+++ Records for the task
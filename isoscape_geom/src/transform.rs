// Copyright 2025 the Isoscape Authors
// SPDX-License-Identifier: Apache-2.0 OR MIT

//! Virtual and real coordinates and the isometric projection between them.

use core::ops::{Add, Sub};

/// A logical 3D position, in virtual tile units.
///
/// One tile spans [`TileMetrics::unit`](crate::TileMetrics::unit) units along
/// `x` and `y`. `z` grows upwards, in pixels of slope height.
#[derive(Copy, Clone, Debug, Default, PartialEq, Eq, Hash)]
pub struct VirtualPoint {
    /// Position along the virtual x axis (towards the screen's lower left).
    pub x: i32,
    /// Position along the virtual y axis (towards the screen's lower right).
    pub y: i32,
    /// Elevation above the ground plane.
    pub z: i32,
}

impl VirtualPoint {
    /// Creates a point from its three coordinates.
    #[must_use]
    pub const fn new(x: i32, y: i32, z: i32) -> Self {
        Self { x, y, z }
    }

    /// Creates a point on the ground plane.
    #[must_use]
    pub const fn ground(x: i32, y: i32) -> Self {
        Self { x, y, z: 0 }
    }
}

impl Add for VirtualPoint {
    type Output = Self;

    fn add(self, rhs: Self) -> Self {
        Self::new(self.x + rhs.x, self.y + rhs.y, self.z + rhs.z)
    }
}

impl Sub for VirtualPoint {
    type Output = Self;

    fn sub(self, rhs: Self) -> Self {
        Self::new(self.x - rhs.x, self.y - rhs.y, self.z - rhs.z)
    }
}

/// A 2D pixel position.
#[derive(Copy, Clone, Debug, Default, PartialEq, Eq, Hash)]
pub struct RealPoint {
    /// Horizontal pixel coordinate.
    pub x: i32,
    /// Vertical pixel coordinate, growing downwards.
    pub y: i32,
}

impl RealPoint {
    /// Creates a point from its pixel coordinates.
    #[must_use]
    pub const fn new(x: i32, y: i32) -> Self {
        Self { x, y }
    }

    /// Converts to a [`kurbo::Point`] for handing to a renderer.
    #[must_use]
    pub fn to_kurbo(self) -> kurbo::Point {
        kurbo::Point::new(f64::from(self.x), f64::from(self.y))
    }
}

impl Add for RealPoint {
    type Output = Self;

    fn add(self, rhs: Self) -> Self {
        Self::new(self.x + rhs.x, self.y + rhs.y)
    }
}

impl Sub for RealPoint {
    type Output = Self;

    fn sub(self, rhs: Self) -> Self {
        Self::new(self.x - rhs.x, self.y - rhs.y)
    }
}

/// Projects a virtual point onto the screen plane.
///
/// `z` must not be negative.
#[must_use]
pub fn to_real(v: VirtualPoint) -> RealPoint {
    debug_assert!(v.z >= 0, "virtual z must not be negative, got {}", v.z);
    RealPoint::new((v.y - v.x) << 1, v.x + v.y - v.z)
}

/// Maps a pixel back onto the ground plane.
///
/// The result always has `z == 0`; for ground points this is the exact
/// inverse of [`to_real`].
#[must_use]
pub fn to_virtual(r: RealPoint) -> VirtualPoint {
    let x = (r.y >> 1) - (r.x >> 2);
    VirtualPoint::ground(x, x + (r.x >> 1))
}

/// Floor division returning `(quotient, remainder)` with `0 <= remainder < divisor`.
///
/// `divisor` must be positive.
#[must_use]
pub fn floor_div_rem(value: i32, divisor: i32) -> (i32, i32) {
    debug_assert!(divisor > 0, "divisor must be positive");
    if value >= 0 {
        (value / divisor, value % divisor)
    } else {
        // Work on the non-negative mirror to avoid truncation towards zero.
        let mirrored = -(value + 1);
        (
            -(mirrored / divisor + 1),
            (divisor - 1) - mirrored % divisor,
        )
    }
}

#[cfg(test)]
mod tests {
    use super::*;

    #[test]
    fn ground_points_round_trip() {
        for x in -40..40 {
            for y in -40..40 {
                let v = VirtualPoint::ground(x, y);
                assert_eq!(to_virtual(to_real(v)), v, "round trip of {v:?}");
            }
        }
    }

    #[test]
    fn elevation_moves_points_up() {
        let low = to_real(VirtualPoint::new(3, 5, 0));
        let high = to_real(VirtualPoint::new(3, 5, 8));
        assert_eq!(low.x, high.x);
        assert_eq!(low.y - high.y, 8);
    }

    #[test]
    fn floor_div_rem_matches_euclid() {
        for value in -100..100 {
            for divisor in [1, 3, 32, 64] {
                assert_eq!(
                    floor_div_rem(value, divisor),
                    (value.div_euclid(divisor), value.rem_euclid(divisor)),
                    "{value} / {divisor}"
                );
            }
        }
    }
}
++++++
+++ Records for the task
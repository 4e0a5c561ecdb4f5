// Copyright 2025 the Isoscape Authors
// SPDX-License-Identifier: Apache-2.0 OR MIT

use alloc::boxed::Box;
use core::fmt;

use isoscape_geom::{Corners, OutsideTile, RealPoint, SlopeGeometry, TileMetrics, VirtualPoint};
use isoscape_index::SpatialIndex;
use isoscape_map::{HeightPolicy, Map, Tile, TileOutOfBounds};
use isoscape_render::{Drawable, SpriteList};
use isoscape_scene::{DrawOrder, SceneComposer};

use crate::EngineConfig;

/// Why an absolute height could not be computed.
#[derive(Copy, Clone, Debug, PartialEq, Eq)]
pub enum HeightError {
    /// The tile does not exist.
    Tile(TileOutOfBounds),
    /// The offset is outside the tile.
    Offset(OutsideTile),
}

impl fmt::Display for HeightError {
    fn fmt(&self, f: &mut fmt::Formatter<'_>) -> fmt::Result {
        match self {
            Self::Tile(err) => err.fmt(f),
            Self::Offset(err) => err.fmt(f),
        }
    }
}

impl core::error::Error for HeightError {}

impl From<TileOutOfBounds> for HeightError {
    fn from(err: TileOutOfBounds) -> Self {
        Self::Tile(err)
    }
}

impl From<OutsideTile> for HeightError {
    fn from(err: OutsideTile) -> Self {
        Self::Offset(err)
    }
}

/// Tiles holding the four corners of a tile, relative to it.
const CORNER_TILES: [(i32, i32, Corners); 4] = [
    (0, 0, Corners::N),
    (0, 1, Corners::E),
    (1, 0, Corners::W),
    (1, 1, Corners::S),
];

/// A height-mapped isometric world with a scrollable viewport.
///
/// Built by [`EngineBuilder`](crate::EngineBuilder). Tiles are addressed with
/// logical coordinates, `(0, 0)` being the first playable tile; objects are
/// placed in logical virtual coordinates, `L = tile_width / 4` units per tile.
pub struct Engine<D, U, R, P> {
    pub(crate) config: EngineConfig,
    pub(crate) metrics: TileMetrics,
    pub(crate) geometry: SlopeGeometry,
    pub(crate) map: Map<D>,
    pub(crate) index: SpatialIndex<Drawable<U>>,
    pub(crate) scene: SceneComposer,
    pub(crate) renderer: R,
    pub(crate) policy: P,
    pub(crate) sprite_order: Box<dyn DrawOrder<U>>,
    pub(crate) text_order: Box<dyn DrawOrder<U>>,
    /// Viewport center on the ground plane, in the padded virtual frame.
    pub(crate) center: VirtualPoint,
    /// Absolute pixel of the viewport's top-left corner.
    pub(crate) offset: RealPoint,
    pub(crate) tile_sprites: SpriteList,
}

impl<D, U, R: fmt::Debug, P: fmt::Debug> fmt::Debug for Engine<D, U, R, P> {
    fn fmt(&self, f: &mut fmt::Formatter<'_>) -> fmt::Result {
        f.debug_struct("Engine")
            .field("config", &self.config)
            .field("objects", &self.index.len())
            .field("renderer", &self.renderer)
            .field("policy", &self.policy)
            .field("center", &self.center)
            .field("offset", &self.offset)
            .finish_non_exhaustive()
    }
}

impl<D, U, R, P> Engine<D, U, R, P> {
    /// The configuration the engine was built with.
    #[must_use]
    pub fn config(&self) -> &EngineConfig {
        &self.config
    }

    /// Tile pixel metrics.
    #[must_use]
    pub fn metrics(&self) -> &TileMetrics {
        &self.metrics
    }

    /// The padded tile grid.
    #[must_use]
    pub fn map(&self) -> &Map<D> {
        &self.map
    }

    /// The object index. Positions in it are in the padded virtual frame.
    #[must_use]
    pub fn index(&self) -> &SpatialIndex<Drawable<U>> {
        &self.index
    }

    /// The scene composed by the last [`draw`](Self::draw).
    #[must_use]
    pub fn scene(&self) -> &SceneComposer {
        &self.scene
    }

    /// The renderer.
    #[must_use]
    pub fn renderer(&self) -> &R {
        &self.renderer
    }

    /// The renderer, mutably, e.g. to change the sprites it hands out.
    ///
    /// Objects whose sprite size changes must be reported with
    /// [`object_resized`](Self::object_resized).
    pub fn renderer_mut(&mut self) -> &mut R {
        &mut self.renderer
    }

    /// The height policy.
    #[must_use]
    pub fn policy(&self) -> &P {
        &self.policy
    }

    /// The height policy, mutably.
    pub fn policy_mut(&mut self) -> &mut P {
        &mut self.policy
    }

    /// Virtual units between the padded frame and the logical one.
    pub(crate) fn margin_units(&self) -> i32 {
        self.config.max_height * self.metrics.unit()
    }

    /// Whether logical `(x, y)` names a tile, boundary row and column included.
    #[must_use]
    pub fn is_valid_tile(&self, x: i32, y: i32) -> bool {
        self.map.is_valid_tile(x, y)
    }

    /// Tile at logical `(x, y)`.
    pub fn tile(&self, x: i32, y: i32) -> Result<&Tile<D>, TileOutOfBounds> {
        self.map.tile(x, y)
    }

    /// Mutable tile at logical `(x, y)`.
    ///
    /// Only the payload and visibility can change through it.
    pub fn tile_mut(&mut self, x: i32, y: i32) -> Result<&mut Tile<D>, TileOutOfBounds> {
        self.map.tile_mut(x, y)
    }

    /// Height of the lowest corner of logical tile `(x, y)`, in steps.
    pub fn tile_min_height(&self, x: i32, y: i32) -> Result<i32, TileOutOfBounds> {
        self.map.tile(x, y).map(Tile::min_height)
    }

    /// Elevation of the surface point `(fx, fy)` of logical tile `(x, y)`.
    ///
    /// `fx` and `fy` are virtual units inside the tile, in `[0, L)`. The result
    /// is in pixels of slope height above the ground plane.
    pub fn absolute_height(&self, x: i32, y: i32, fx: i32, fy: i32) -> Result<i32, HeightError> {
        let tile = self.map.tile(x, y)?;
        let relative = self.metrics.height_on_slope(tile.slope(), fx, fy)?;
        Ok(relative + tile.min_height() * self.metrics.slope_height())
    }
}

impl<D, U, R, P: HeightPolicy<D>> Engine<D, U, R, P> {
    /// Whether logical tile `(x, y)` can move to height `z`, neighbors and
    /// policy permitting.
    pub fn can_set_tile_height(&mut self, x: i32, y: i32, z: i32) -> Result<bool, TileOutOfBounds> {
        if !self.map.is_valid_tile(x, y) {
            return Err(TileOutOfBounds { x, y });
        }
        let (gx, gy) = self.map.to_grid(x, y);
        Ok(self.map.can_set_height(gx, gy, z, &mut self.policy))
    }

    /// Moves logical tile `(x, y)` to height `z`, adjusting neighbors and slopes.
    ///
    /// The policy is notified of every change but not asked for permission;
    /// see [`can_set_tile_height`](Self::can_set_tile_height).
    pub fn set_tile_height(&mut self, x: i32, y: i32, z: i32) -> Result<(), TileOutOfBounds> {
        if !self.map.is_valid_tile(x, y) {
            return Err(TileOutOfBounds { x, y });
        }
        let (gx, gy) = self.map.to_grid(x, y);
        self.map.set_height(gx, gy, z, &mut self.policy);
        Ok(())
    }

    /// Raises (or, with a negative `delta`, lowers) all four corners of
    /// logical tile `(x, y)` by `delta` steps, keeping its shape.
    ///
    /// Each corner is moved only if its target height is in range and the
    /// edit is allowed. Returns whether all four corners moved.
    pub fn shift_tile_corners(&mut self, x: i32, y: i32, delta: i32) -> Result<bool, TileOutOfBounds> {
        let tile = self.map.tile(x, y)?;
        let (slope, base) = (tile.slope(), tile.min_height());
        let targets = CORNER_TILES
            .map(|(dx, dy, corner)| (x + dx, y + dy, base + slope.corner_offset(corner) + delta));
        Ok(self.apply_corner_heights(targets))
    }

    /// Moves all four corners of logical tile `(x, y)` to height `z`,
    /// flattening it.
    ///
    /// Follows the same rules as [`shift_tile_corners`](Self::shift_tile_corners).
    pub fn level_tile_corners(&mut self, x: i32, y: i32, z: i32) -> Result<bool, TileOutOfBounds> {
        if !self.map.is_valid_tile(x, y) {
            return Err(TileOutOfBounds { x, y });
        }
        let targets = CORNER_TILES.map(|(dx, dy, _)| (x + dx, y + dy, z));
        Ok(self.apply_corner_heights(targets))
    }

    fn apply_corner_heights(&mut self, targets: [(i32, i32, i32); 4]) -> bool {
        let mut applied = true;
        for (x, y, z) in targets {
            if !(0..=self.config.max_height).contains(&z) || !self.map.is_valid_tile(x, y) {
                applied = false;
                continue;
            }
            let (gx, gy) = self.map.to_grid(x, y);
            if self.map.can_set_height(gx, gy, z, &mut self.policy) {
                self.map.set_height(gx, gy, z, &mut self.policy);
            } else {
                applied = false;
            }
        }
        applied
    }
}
++++++
+++ Records for the task
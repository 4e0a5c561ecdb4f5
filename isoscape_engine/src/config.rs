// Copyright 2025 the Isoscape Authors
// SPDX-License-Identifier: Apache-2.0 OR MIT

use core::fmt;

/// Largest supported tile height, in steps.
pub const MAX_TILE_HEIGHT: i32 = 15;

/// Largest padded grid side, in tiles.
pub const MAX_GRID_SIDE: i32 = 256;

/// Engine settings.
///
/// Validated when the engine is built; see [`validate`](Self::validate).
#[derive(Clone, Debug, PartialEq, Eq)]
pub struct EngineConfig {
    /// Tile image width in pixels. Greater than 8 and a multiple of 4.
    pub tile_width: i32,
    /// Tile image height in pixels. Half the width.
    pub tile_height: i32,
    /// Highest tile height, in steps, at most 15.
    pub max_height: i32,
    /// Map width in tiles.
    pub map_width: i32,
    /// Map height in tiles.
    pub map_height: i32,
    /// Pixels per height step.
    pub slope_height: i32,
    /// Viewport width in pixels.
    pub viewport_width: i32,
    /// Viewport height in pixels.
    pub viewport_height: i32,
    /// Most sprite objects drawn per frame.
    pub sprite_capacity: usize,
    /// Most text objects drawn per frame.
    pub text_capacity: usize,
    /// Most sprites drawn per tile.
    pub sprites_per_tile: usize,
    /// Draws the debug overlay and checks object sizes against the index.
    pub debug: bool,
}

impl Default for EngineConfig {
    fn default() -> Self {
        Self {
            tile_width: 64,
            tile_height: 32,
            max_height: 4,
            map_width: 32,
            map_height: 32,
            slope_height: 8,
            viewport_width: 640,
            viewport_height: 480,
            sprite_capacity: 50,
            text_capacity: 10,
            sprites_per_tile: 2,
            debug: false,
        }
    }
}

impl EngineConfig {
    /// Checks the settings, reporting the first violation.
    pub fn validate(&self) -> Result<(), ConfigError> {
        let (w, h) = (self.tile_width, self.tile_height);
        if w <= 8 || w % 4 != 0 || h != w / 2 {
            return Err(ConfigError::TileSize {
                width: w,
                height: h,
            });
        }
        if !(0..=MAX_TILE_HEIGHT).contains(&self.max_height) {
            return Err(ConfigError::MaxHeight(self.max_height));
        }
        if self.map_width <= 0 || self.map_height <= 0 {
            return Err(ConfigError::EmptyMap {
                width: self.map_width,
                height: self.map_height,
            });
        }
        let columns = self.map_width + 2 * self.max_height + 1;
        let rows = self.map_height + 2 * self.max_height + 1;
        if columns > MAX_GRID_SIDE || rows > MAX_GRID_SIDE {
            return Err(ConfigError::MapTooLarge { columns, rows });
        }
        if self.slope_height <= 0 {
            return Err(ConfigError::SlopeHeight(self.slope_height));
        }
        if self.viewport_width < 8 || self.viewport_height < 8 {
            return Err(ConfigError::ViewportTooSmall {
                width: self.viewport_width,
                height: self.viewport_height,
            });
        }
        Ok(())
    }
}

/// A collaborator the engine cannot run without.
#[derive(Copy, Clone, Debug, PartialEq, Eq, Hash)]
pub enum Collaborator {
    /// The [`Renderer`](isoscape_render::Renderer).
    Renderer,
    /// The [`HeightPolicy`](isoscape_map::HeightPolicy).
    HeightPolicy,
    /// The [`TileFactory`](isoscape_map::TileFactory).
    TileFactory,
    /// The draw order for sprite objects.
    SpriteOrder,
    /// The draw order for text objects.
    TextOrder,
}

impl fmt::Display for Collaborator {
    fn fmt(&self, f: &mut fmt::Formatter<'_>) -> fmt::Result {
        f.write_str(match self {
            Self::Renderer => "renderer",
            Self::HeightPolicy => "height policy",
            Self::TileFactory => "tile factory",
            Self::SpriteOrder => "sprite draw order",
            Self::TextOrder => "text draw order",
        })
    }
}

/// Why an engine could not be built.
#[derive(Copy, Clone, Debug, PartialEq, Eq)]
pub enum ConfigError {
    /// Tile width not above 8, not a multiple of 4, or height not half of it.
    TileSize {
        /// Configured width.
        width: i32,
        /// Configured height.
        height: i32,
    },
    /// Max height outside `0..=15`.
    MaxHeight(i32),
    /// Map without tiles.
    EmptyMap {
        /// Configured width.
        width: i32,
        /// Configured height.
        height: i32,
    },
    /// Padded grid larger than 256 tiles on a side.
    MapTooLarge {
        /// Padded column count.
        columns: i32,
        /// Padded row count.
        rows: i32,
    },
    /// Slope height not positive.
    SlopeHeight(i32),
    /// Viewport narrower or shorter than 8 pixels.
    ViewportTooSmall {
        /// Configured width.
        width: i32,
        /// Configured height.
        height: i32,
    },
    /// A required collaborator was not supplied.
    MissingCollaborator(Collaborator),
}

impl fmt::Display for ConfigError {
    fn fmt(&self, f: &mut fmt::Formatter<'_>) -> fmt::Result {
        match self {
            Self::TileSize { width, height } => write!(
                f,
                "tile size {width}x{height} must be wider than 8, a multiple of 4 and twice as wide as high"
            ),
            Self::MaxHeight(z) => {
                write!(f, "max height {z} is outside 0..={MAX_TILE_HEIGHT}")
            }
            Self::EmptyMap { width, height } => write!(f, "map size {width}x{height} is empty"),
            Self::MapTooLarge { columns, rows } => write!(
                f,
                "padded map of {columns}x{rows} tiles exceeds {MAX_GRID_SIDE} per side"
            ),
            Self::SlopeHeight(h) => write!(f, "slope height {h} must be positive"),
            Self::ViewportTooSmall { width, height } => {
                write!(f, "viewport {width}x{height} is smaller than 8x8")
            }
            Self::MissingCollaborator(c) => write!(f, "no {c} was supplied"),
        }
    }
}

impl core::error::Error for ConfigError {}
++++++
• Work to be completed: Write out exactly the lines above between the line with "filename isoscape_geom/src/transform.rs" and the line with "screen's lower left).", inclusive, and nothing beyond them.

• Solution to this exercise:
filename isoscape_geom/src/transform.rs
// Copyright 2025 the Isoscape Authors
// SPDX-License-Identifier: Apache-2.0 OR MIT

//! Virtual and real coordinates and the isometric projection between them.

use core::ops::{Add, Sub};

/// A logical 3D position, in virtual tile units.
///
/// One tile spans [`TileMetrics::unit`](crate::TileMetrics::unit) units along
/// `x` and `y`. `z` grows upwards, in pixels of slope height.
#[derive(Copy, Clone, Debug, Default, PartialEq, Eq, Hash)]
pub struct VirtualPoint {
    /// Position along the virtual x axis (towards the screen's lower left).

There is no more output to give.